TENS of thousands of women in Oxfordshire missed their smear testing during the first year of the pandemic, new data has suggested.

Jo's Cervical Cancer Trust said that a national drop in cervical cancer screening, combined with the 'unprecedented strain' on health services could lead to more women not being diagnosed with preventable cancers.

The charity's warning comes as NHS England data showed that nearly a third of the 201,891 women eligible for cervical screening in Oxfordshire during 2020-21 did not attend an appointment.

Routine smear tests are offered to women between the ages of 25 and 64 to detect any abnormalities within the cervix and to prevent cervical cancer.
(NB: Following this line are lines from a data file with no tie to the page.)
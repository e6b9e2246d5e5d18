//! Wire types for the auth backend and the link-post API

use chrono::{DateTime, Utc};
use linksphere_core::format::uniq_by;
use linksphere_core::payload::is_blank;
use linksphere_core::validation::validators;
use linksphere_core::{Role, UserSummary};
use serde::{Deserialize, Serialize};
use uuid::Uuid;

use crate::client::ClientError;

/// Password-grant credentials
#[derive(Debug, Clone, Serialize, Deserialize)]
pub struct LoginRequest {
    pub email: String,
    pub password: String,
}

impl LoginRequest {
    pub fn new(email: impl Into<String>, password: impl Into<String>) -> Self {
        Self {
            email: email.into(),
            password: password.into(),
        }
    }

    /// Reject malformed credentials before they reach the network
    pub fn validate(&self) -> Result<(), ClientError> {
        validators::validate_email(self.email.trim(), "email")
            .and_then(|()| validators::validate_not_empty(&self.password, "password"))
            .map_err(|e| ClientError::Validation(e.to_string()))
    }
}

/// Body of a refresh-token grant
#[derive(Debug, Clone, Serialize, Deserialize)]
pub struct RefreshRequest {
    pub refresh_token: String,
}

/// Token grant response of the auth backend
#[derive(Debug, Clone, Serialize, Deserialize)]
pub struct TokenResponse {
    pub access_token: String,
    pub refresh_token: String,
    #[serde(default)]
    pub token_type: Option<String>,
    #[serde(default)]
    pub expires_in: Option<u64>,
    pub user: AuthUser,
}

#[derive(Debug, Clone, Serialize, Deserialize)]
pub struct AuthUser {
    pub id: String,
    #[serde(default)]
    pub email: Option<String>,
    #[serde(default)]
    pub user_metadata: UserMetadata,
}

/// Free-form profile data; only the role hint is read
#[derive(Debug, Clone, Default, Serialize, Deserialize)]
pub struct UserMetadata {
    #[serde(default)]
    pub role: Option<String>,
}

impl AuthUser {
    pub fn summary(&self) -> UserSummary {
        UserSummary {
            id: self.id.clone(),
            email: self.email.clone().unwrap_or_default(),
        }
    }

    /// Resolve the role hint.
    ///
    /// A missing hint resolves to `default_role`; with no default the login
    /// is refused. Unknown role names are always refused.
    pub fn resolve_role(&self, default_role: Option<Role>) -> Result<Role, ClientError> {
        match self.user_metadata.role.as_deref() {
            Some(raw) => raw.parse::<Role>().map_err(ClientError::from),
            None => default_role.ok_or_else(|| {
                ClientError::Validation(format!("user {} has no role assigned", self.id))
            }),
        }
    }
}

/// Result of a successful login or refresh
#[derive(Debug, Clone, PartialEq, Eq, Serialize, Deserialize)]
pub struct LoginData {
    pub access_token: String,
    pub role: Role,
    pub user: UserSummary,
}

/// New link submission
#[derive(Debug, Clone, Default, Serialize, Deserialize)]
pub struct CreatePost {
    pub url: String,
    #[serde(default, skip_serializing_if = "Option::is_none")]
    pub categories: Option<Vec<String>>,
}

impl CreatePost {
    pub fn new(url: impl Into<String>) -> Self {
        Self {
            url: url.into(),
            categories: None,
        }
    }

    pub fn with_categories<I, S>(mut self, categories: I) -> Self
    where
        I: IntoIterator<Item = S>,
        S: Into<String>,
    {
        self.categories = Some(categories.into_iter().map(Into::into).collect());
        self
    }

    /// Validate the URL and tidy the category list.
    ///
    /// Blank and repeated categories are dropped; an empty list becomes `None`.
    pub fn validate(self) -> Result<Self, ClientError> {
        let url = self.url.trim().to_string();
        validators::validate_http_url(&url, "url")
            .map_err(|e| ClientError::Validation(e.to_string()))?;

        let categories = self.categories.and_then(|categories| {
            let kept = uniq_by(
                categories
                    .iter()
                    .map(|category| category.trim())
                    .filter(|category| !is_blank(category))
                    .map(str::to_string),
                Clone::clone,
            );
            (!kept.is_empty()).then_some(kept)
        });

        Ok(Self { url, categories })
    }
}

/// A submitted link as returned by the backend
#[derive(Debug, Clone, PartialEq, Serialize, Deserialize)]
pub struct Post {
    pub id: Uuid,
    pub user_id: Uuid,
    pub url: String,
    pub title: String,
    #[serde(default)]
    pub description: Option<String>,
    #[serde(default)]
    pub tags: Option<Vec<String>>,
    #[serde(default)]
    pub categories: Option<Vec<String>>,
    #[serde(default)]
    pub og_image: Option<String>,
    #[serde(default)]
    pub ai_summary: Option<String>,
    #[serde(default)]
    pub view_count: i64,
    pub created_at: DateTime<Utc>,
}
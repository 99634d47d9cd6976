use strum::EnumIs;
use thiserror::Error;

use crate::value::Name;

#[derive(Debug, Clone, PartialEq, Eq, Hash, EnumIs, Error)]
pub enum Error {
    /// An integer index fell outside of `[1, length]`.
    #[error(
        "Index {index} is out of bounds for a tuple of length {length}. Valid indices are 1 through {length}."
    )]
    IndexOutOfBounds { index: usize, length: usize },

    /// A name was looked up that the named part does not contain.
    #[error("The name `{name}` is not present in the named part of the tuple.")]
    KeyNotFound { name: Name },

    /// An operation requiring at least one element was applied to an empty tuple.
    #[error("Cannot apply `{operation}` to an empty tuple; at least one element is required.")]
    Empty { operation: &'static str },

    /// The same name was given more than once while building the named part.
    #[error("The name `{name}` appears more than once. Names within a tuple must be unique.")]
    DuplicateName { name: Name },

    /// No signature of the callable accepts the given arguments.
    #[error("No signature of `{function}` matches the call `{function}{arguments}`.")]
    SignatureMismatch { function: String, arguments: String },

    /// Several signatures accept the given arguments and none is more specific than the others.
    #[error(
        "The call `{function}{arguments}` is ambiguous. The following signatures all match: {}.",
        .candidates.join(", ")
    )]
    AmbiguousCall {
        function: String,
        arguments: String,
        candidates: Vec<String>,
    },

    /// A callable body rejected its arguments.
    #[error("Error raised by `{function}`: {message}")]
    Function { function: String, message: String },

    /// The tuple literal could not be parsed.
    #[error("Invalid tuple literal:\n{}", .diagnostics.join("\n"))]
    Syntax { diagnostics: Vec<String> },
}
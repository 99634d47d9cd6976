//! Types module
//!
//! This module contains the small type lattice used to describe the values a
//! [`FrankenTuple`](crate::FrankenTuple) can hold. It is built on two layers:
//!
//! - Primary types: the concrete types of actual values (see `primary.rs`).
//! - Abstract types: named supertypes grouping primary types (e.g. `integer`).
//!
//! Both are wrapped by [`ValueType`], which adds a top (`any`) and a bottom
//! (`never`) element. Every type except `any` and `never` has exactly one
//! immediate supertype, so the lattice is a tree with `never` glued under every
//! leaf:
//!
//! ```text
//! any
//! ├── number ── real ─┬─ integer ─┬─ signed ── i8 i16 i32 i64
//! │                   │           ├─ unsigned ── u8 u16 u32 u64
//! │                   │           └─ bool
//! │                   └─ float ── f32 f64
//! ├── string ── str
//! ├── sym
//! └── nothing
//! ```
//!
//! [`ValueType::join`] computes the narrowest common supertype of two types and
//! [`ValueType::is_subtype`] checks the partial order. Signature matching relies on
//! the latter to accept a value for a parameter declared with an abstract type.
#[cfg(feature = "serde")]
use serde::{Deserialize, Serialize};
use strum::EnumIs;

use crate::types::primary::{FType, IType, PrimaryType};
pub mod primary;

/// Abstract types are never the type of a value; they only group other types.
#[derive(Debug, Clone, Copy, PartialEq, Eq, PartialOrd, Ord, Hash)]
#[cfg_attr(feature = "serde", derive(Serialize, Deserialize))]
pub enum AbstractType {
    Signed,
    Unsigned,
    Integer,
    Float,
    Real,
    Number,
    String,
}

impl std::fmt::Display for AbstractType {
    fn fmt(&self, f: &mut std::fmt::Formatter<'_>) -> std::fmt::Result {
        let s = match self {
            AbstractType::Signed => "signed",
            AbstractType::Unsigned => "unsigned",
            AbstractType::Integer => "integer",
            AbstractType::Float => "float",
            AbstractType::Real => "real",
            AbstractType::Number => "number",
            AbstractType::String => "string",
        };
        write!(f, "{}", s)
    }
}

/// A sum-type representing any point of the type lattice.
#[derive(Debug, Clone, Copy, PartialEq, Eq, PartialOrd, Ord, Hash, EnumIs)]
#[cfg_attr(feature = "serde", derive(Serialize, Deserialize))]
pub enum ValueType {
    /// The bottom type. No value has this type; it is the element type of an
    /// empty tuple and a subtype of every other type.
    Never,

    /// Concrete types, see [`PrimaryType`].
    Primary(PrimaryType),

    /// Abstract groupings, see [`AbstractType`].
    Abstract(AbstractType),

    /// The top type. Every type is a subtype of `any`.
    Any,
}

impl<S: Into<PrimaryType>> From<S> for ValueType {
    fn from(value: S) -> Self {
        ValueType::Primary(value.into())
    }
}

impl From<AbstractType> for ValueType {
    fn from(value: AbstractType) -> Self {
        ValueType::Abstract(value)
    }
}

impl ValueType {
    pub const NOTHING: Self = Self::Primary(PrimaryType::Nothing);
    pub const BOOL: Self = Self::Primary(PrimaryType::Bool);
    pub const I8: Self = Self::Primary(PrimaryType::Int(IType::I8));
    pub const I16: Self = Self::Primary(PrimaryType::Int(IType::I16));
    pub const I32: Self = Self::Primary(PrimaryType::Int(IType::I32));
    pub const I64: Self = Self::Primary(PrimaryType::Int(IType::I64));
    pub const U8: Self = Self::Primary(PrimaryType::Int(IType::U8));
    pub const U16: Self = Self::Primary(PrimaryType::Int(IType::U16));
    pub const U32: Self = Self::Primary(PrimaryType::Int(IType::U32));
    pub const U64: Self = Self::Primary(PrimaryType::Int(IType::U64));
    pub const F32: Self = Self::Primary(PrimaryType::Float(FType::F32));
    pub const F64: Self = Self::Primary(PrimaryType::Float(FType::F64));
    pub const STR: Self = Self::Primary(PrimaryType::Str);
    pub const SYM: Self = Self::Primary(PrimaryType::Sym);
    pub const SIGNED: Self = Self::Abstract(AbstractType::Signed);
    pub const UNSIGNED: Self = Self::Abstract(AbstractType::Unsigned);
    pub const INTEGER: Self = Self::Abstract(AbstractType::Integer);
    pub const FLOAT: Self = Self::Abstract(AbstractType::Float);
    pub const REAL: Self = Self::Abstract(AbstractType::Real);
    pub const NUMBER: Self = Self::Abstract(AbstractType::Number);
    pub const STRING: Self = Self::Abstract(AbstractType::String);

    /// Returns the immediate supertype of `self`.
    ///
    /// `any` has no supertype. `never` has no *unique* immediate supertype (it
    /// sits under every leaf), so `None` is returned for it as well.
    pub const fn supertype(&self) -> Option<ValueType> {
        use AbstractType as A;
        match self {
            ValueType::Never | ValueType::Any => None,
            ValueType::Primary(primary) => Some(match primary {
                PrimaryType::Nothing | PrimaryType::Sym => ValueType::Any,
                PrimaryType::Bool => ValueType::Abstract(A::Integer),
                PrimaryType::Int(itype) if itype.is_signed() => ValueType::Abstract(A::Signed),
                PrimaryType::Int(_) => ValueType::Abstract(A::Unsigned),
                PrimaryType::Float(_) => ValueType::Abstract(A::Float),
                PrimaryType::Str => ValueType::Abstract(A::String),
            }),
            ValueType::Abstract(abstract_type) => Some(match abstract_type {
                A::Signed | A::Unsigned => ValueType::Abstract(A::Integer),
                A::Integer | A::Float => ValueType::Abstract(A::Real),
                A::Real => ValueType::Abstract(A::Number),
                A::Number | A::String => ValueType::Any,
            }),
        }
    }

    /// Iterate over `self` followed by all of its supertypes, up to `any`.
    ///
    /// For `never`, the iterator yields `never` and then `any`.
    pub fn ancestors(&self) -> impl Iterator<Item = ValueType> {
        let start = *self;
        std::iter::successors(Some(start), move |ty| match ty {
            ValueType::Never => Some(ValueType::Any),
            _ => ty.supertype(),
        })
    }

    /// Returns `true` if `self` is a subtype of (or equal to) `other`.
    ///
    /// Example:
    /// ```rust
    /// # use ftuple::types::ValueType;
    /// assert!(ValueType::U8.is_subtype(&ValueType::INTEGER));
    /// assert!(ValueType::BOOL.is_subtype(&ValueType::REAL));
    /// assert!(!ValueType::F64.is_subtype(&ValueType::INTEGER));
    /// assert!(ValueType::Never.is_subtype(&ValueType::STR));
    /// ```
    pub fn is_subtype(&self, other: &ValueType) -> bool {
        match (self, other) {
            (ValueType::Never, _) | (_, ValueType::Any) => true,
            _ => self.ancestors().any(|ty| ty == *other),
        }
    }

    /// Returns `true` if some value can have exactly this type.
    pub fn is_concrete(&self) -> bool {
        self.is_primary()
    }

    /// Compute the narrowest common supertype of `self` and `other`.
    ///
    /// `never` is the identity element of the join.
    ///
    /// Example:
    /// ```rust
    /// # use ftuple::types::ValueType;
    /// assert_eq!(ValueType::I64.join(&ValueType::I64), ValueType::I64);
    /// assert_eq!(ValueType::U8.join(&ValueType::I64), ValueType::INTEGER);
    /// assert_eq!(ValueType::F64.join(&ValueType::U8), ValueType::REAL);
    /// assert_eq!(ValueType::STR.join(&ValueType::I32), ValueType::Any);
    /// ```
    pub fn join(&self, other: &ValueType) -> ValueType {
        if other.is_subtype(self) {
            return *self;
        }
        if self.is_subtype(other) {
            return *other;
        }

        self.ancestors()
            .find(|ancestor| other.is_subtype(ancestor))
            .unwrap_or(ValueType::Any)
    }

    /// Join every type yielded by `types`, starting from `never`.
    pub fn join_all<I>(types: I) -> ValueType
    where
        I: IntoIterator<Item = ValueType>,
    {
        types
            .into_iter()
            .fold(ValueType::Never, |acc, ty| acc.join(&ty))
    }
}

impl std::fmt::Display for ValueType {
    fn fmt(&self, f: &mut std::fmt::Formatter<'_>) -> std::fmt::Result {
        match self {
            ValueType::Never => write!(f, "never"),
            ValueType::Primary(primary_type) => write!(f, "{}", primary_type),
            ValueType::Abstract(abstract_type) => write!(f, "{}", abstract_type),
            ValueType::Any => write!(f, "any"),
        }
    }
}

#[cfg(test)]
mod tests {
    use super::*;

    #[test]
    fn supertype_chain_reaches_any() {
        let chain: Vec<_> = ValueType::I32.ancestors().collect();
        assert_eq!(
            chain,
            vec![
                ValueType::I32,
                ValueType::SIGNED,
                ValueType::INTEGER,
                ValueType::REAL,
                ValueType::NUMBER,
                ValueType::Any,
            ]
        );
        assert_eq!(ValueType::Any.supertype(), None);
        assert_eq!(ValueType::Never.supertype(), None);
    }

    #[test]
    fn join_is_commutative_on_samples() {
        let samples = [
            ValueType::Never,
            ValueType::NOTHING,
            ValueType::BOOL,
            ValueType::I8,
            ValueType::I64,
            ValueType::U16,
            ValueType::F32,
            ValueType::F64,
            ValueType::STR,
            ValueType::SYM,
            ValueType::SIGNED,
            ValueType::REAL,
            ValueType::Any,
        ];
        for a in samples {
            for b in samples {
                let j = a.join(&b);
                assert_eq!(j, b.join(&a), "join({a}, {b})");
                assert!(a.is_subtype(&j));
                assert!(b.is_subtype(&j));
            }
        }
    }

    #[test]
    fn join_of_mixed_numbers() {
        assert_eq!(ValueType::I8.join(&ValueType::I64), ValueType::SIGNED);
        assert_eq!(ValueType::BOOL.join(&ValueType::U8), ValueType::INTEGER);
        assert_eq!(ValueType::F32.join(&ValueType::F64), ValueType::FLOAT);
        assert_eq!(ValueType::F32.join(&ValueType::I8), ValueType::REAL);
        assert_eq!(ValueType::NOTHING.join(&ValueType::I8), ValueType::Any);
        assert_eq!(ValueType::Never.join(&ValueType::SYM), ValueType::SYM);
    }

    #[test]
    fn join_all_of_nothing_is_never() {
        assert_eq!(ValueType::join_all(Vec::<ValueType>::new()), ValueType::Never);
        assert_eq!(
            ValueType::join_all([ValueType::U8, ValueType::I64]),
            ValueType::INTEGER
        );
    }
}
In Oxfordshire, 69 per cent of women eligible were screened - down from 71 per cent the year before.

This means an estimated 62,198 women in Oxfordshire missed out on the service

Uptake across the county during 2020-21 was higher for older women, with 75 per cent of those aged 50 to 64 receiving a smear test, compared to 66 per cent of women between 25 and 49.

According to research by the charity, many women were put off attending their screenings due to concerns about the risk of catching Covid-19 during their appointment.

Samantha Dixon, the charity's chief executive, said the national drop in screenings was not unexpected in light of the pandemic but said it remained a worry.

She said: "Our health service is under unprecedented strain at the moment and facing a long winter.

"We cannot afford to let coverage slip further.

"It will only lead to even more cancers that could have been prevented.

"In some areas coverage is lower than one in two and that should be ringing alarm bells."